We employed rigorous methodology in model building and model check. An important concern in our study was that the relationship between mean fluid balance and mortality outcome may not be linear in logit scale. In study design period, we assumed that there would be one critical point above which more positive balance was harmful and below which more positive balance was beneficial. It is a universal phenomenon that biological systems often try to keep variables within a normal range. For instance, our previous study demonstrated that ionized calcium was in a U-shaped relationship with the probability of death in critically ill (Zhang et al., 2014). However, the study failed to identify that the fractional polynomial model was significantly better than the linear model, and thus we can say from our analysis that less fluid balance is better for ARDS patients in the range of −2.5–10 l per day. The study was limited by its observational nature because it was a secondary analysis of a prospectively collected dataset. As described above, only 10% of ARDS patients were included for analysis, and this small proportion may not be representative of the whole ARDS population. The majority of exclusion (28.6%) was of unknown reason or not reported by participating centers. Of course, it is common in randomized controlled trials that only small proportion of patients fulfilled the inclusion/exclusion criteria (Zhang, Ni & Xu, 2014).

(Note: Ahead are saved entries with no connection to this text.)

//! Presenter configuration types.

use std::path::{Path, PathBuf};

use derive_builder::Builder;
use serde::{Deserialize, Serialize};

use crate::error::ConfigError;

/// Permission mode applied before previewing: owner read/write, group and
/// other read.
pub const DEFAULT_MODE: u32 = 0o644;

/// Highest mode accepted (permission bits plus setuid/setgid/sticky).
const MAX_MODE: u32 = 0o7777;

/// What to do when the host has no presentation context.
#[derive(Debug, Clone, Copy, Default, PartialEq, Eq, Serialize, Deserialize)]
#[serde(rename_all = "lowercase")]
pub enum MissingContextPolicy {
    /// Drop the request silently.
    #[default]
    Ignore,
    /// Return [`crate::PreviewError::NoPresentationContext`].
    Error,
}

/// Configuration for the preview presenter.
#[derive(Debug, Clone, PartialEq, Eq, Builder, Serialize, Deserialize)]
#[builder(setter(into), build_fn(validate = "Self::validate"))]
pub struct PresenterConfig {
    /// Mode applied to the file before it is handed to the surface.
    #[builder(default = "DEFAULT_MODE")]
    #[serde(default = "default_mode")]
    pub permission_mode: u32,

    /// Attempt the permission adjustment at all.
    #[builder(default = "true")]
    #[serde(default = "default_true")]
    pub adjust_permissions: bool,

    /// Handling of requests made while no presentation context exists.
    #[builder(default)]
    #[serde(default)]
    pub missing_context: MissingContextPolicy,

    /// Animate the modal presentation.
    #[builder(default = "true")]
    #[serde(default = "default_true")]
    pub animated: bool,
}

fn default_true() -> bool {
    true
}

fn default_mode() -> u32 {
    DEFAULT_MODE
}

impl PresenterConfigBuilder {
    fn validate(&self) -> Result<(), String> {
        if let Some(mode) = self.permission_mode {
            if mode > MAX_MODE {
                return Err(format!("Permission mode {mode:o} exceeds {MAX_MODE:o}"));
            }
        }
        Ok(())
    }
}

impl PresenterConfig {
    /// Create a new presenter config builder.
    pub fn builder() -> PresenterConfigBuilder {
        PresenterConfigBuilder::default()
    }

    /// Parse a config from TOML text.
    pub fn from_toml_str(text: &str) -> Result<Self, ConfigError> {
        let config: Self = toml::from_str(text)?;
        config.validate()?;
        Ok(config)
    }

    /// Load a config from a TOML file.
    pub fn load(path: impl AsRef<Path>) -> Result<Self, ConfigError> {
        let path = path.as_ref();
        let text = std::fs::read_to_string(path).map_err(|source| ConfigError::Io {
            path: path.to_path_buf(),
            source,
        })?;
        Self::from_toml_str(&text)
    }

    /// Default config file location, `<config_dir>/quickpeek/config.toml`.
    pub fn default_path() -> Option<PathBuf> {
        dirs::config_dir().map(|dir| dir.join("quickpeek").join("config.toml"))
    }

    /// Check that the mode is representable as permission bits.
    pub fn validate(&self) -> Result<(), ConfigError> {
        if self.permission_mode > MAX_MODE {
            return Err(ConfigError::InvalidMode {
                mode: self.permission_mode,
            });
        }
        Ok(())
    }

    /// Set the missing-context policy.
    pub fn with_missing_context(mut self, policy: MissingContextPolicy) -> Self {
        self.missing_context = policy;
        self
    }

    /// Set the permission mode.
    pub fn with_permission_mode(mut self, mode: u32) -> Self {
        self.permission_mode = mode;
        self
    }

    /// Enable or disable the permission adjustment.
    pub fn with_adjust_permissions(mut self, adjust: bool) -> Self {
        self.adjust_permissions = adjust;
        self
    }
}

impl Default for PresenterConfig {
    fn default() -> Self {
        Self {
            permission_mode: DEFAULT_MODE,
            adjust_permissions: true,
            missing_context: MissingContextPolicy::Ignore,
            animated: true,
        }
    }
}

#[cfg(test)]
mod tests {
    use super::*;

    #[test]
    fn test_config_builder() {
        let config = PresenterConfig::builder()
            .permission_mode(0o640u32)
            .missing_context(MissingContextPolicy::Error)
            .animated(false)
            .build()
            .unwrap();

        assert_eq!(config.permission_mode, 0o640);
        assert_eq!(config.missing_context, MissingContextPolicy::Error);
        assert!(config.adjust_permissions);
        assert!(!config.animated);
    }

    #[test]
    fn test_builder_rejects_oversized_mode() {
        let result = PresenterConfig::builder().permission_mode(0o17777u32).build();
        assert!(result.is_err());
    }

    #[test]
    fn test_builder_defaults_match_default() {
        let built = PresenterConfig::builder().build().unwrap();
        assert_eq!(built, PresenterConfig::default());
    }

    #[test]
    fn test_from_toml_partial() {
        let config = PresenterConfig::from_toml_str("missing_context = \"error\"\n").unwrap();
        assert_eq!(config.missing_context, MissingContextPolicy::Error);
        assert_eq!(config.permission_mode, DEFAULT_MODE);
        assert!(config.adjust_permissions);
        assert!(config.animated);
    }

    #[test]
    fn test_from_toml_rejects_invalid_mode() {
        let err = PresenterConfig::from_toml_str("permission_mode = 65535\n").unwrap_err();
        assert!(matches!(err, ConfigError::InvalidMode { mode: 65535 }));
    }

    #[test]
    fn test_from_toml_rejects_unknown_policy() {
        let err = PresenterConfig::from_toml_str("missing_context = \"panic\"\n").unwrap_err();
        assert!(matches!(err, ConfigError::Parse(_)));
    }

    #[test]
    fn test_toml_roundtrip() {
        let config = PresenterConfig::default()
            .with_permission_mode(0o600)
            .with_missing_context(MissingContextPolicy::Error);
        let text = toml::to_string(&config).unwrap();
        assert_eq!(PresenterConfig::from_toml_str(&text).unwrap(), config);
    }
}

The study is limited by its small sample size. The established model may be unstable in future samples and the problem of overfitting may exist (Zhang, 2014b). As a result, our study is hypothesis-generating and requires further confirmation with a larger sample size. One solution to this problem is to use clinical database that is established by using electronic medical record system (Zhang, 2014a). Such a large amount of data is characterized by a large sample size and can support a larger degree of freedom in model building. Furthermore, the problem of multiple comparisons exists in our analysis, which may result in inflated type I error. To address this limitation, we employed a Bonferroni-adjusted significance level to account for the increased possibility of type-I error. At this conservative significance level, the mean fluid balance remained statistically significant.